Noncompetitive inhibition by aluminum, scandium and yttrium of acetylcholinesterase from Electrophorus electricus.

Biochemical pharmacology

PubMedID: 7092933

Marquis JK, Lerrick AJ. Noncompetitive inhibition by aluminum, scandium and yttrium of acetylcholinesterase from Electrophorus electricus. Biochem Pharmacol. 1982;31(7):1437-40.
Measurements of altered activity of soluble acetylcholinesterase from E. electricus electric organ by the inorganic cations aluminum, scandium and yttrium demonstrate that these ions are noncompetitive enzyme inhibitors.
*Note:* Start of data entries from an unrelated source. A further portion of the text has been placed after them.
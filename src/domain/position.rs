//! Share count and value arithmetic.

use chrono::NaiveDate;

use crate::domain::error::HindsightError;

/// Shares bought with `value` (already in the asset's currency) at `close`.
///
/// A non-positive close is a data-integrity failure from the price source.
pub fn shares_from_value(
    value: f64,
    close: f64,
    ticker: &str,
    date: NaiveDate,
) -> Result<f64, HindsightError> {
    if !close.is_finite() || close <= 0.0 {
        return Err(HindsightError::InvalidPrice {
            ticker: ticker.to_string(),
            date,
            price: close,
        });
    }
    Ok(value / close)
}

pub fn value_from_shares(shares: f64, close: f64) -> f64 {
    shares * close
}

/// Percentage gain from `initial` to `final_value`; `None` when there is no
/// positive starting value.
pub fn return_pct(initial: f64, final_value: f64) -> Option<f64> {
    if initial > 0.0 {
        Some((final_value - initial) / initial * 100.0)
    } else {
        None
    }
}
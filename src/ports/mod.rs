//! Collaborator port traits.

pub mod config_port;
pub mod dividend_port;
pub mod fx_port;
pub mod price_port;
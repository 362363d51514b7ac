//! hindsight: "what would my investment be worth" calculator.
//!
//! Hexagonal architecture: domain logic in [`domain`], port traits in [`ports`],
//! concrete implementations in [`adapters`].

pub mod adapters;
pub mod cli;
pub mod domain;
pub mod ports;
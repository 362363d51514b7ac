//! INI file configuration adapter.

use crate::domain::error::HindsightError;
use crate::ports::config_port::ConfigPort;
use configparser::ini::Ini;
use std::path::Path;

pub struct FileConfigAdapter {
    config: Ini,
}

impl FileConfigAdapter {
    pub fn from_file<P: AsRef<Path>>(path: P) -> Result<Self, HindsightError> {
        let path = path.as_ref();
        let mut config = Ini::new();
        config
            .load(path)
            .map_err(|reason| HindsightError::ConfigParse {
                file: path.display().to_string(),
                reason,
            })?;
        Ok(Self { config })
    }

    pub fn from_string(content: &str) -> Result<Self, HindsightError> {
        let mut config = Ini::new();
        config
            .read(content.to_string())
            .map_err(|reason| HindsightError::ConfigParse {
                file: "<string>".into(),
                reason,
            })?;
        Ok(Self { config })
    }
}

impl ConfigPort for FileConfigAdapter {
    fn get_string(&self, section: &str, key: &str) -> Option<String> {
        self.config.get(section, key)
    }

    fn get_section(&self, section: &str) -> Vec<(String, String)> {
        let mut pairs: Vec<(String, String)> = self
            .config
            .get_map_ref()
            .get(&section.to_lowercase())
            .map(|entries| {
                entries
                    .iter()
                    .filter_map(|(k, v)| v.as_ref().map(|v| (k.clone(), v.clone())))
                    .collect()
            })
            .unwrap_or_default();
        pairs.sort();
        pairs
    }
}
Al3+ inhibited enzyme activity at all substrate and inhibitor concentrations studied. Inhibition by Al3+ did not appear to be sensitive to the active site-specific, competitive ligand physostigmine or to calcium, a peripheral site-binding activator cation. Inhibition by another peripheral site-binding noncompetitive inhibitor, decamethonium, was not altered by Al3+. Al3+ appears thus to have interacted with a class of peripheral anionic sites on AChE distinct from the beta- or P1 peripheral anionic sites that bind Ca2+ and C-10 and may be a useful probe of a subclass of gamma- or P2-4 peripheral anionic sites. A possible mechanism for Al3+ neurotoxicity, via alterations of the enzymes of cholinergic neurotransmission, is also suggested.